## [What the task asks]
Only a number is required: how many lines of the material contain the word "round"?

## [Dataset records]
+===+

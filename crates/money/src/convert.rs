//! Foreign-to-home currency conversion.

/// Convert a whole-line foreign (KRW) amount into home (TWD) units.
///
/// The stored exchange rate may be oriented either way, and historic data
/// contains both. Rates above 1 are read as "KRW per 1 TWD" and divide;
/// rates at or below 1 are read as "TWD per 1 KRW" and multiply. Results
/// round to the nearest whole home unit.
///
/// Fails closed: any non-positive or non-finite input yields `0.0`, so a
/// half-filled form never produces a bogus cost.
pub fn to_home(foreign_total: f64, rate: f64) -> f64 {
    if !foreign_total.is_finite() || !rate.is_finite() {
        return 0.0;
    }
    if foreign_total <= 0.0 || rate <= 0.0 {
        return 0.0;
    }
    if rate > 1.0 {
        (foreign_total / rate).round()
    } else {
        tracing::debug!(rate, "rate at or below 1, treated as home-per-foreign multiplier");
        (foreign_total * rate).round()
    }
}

+===+

## [Answer below]
3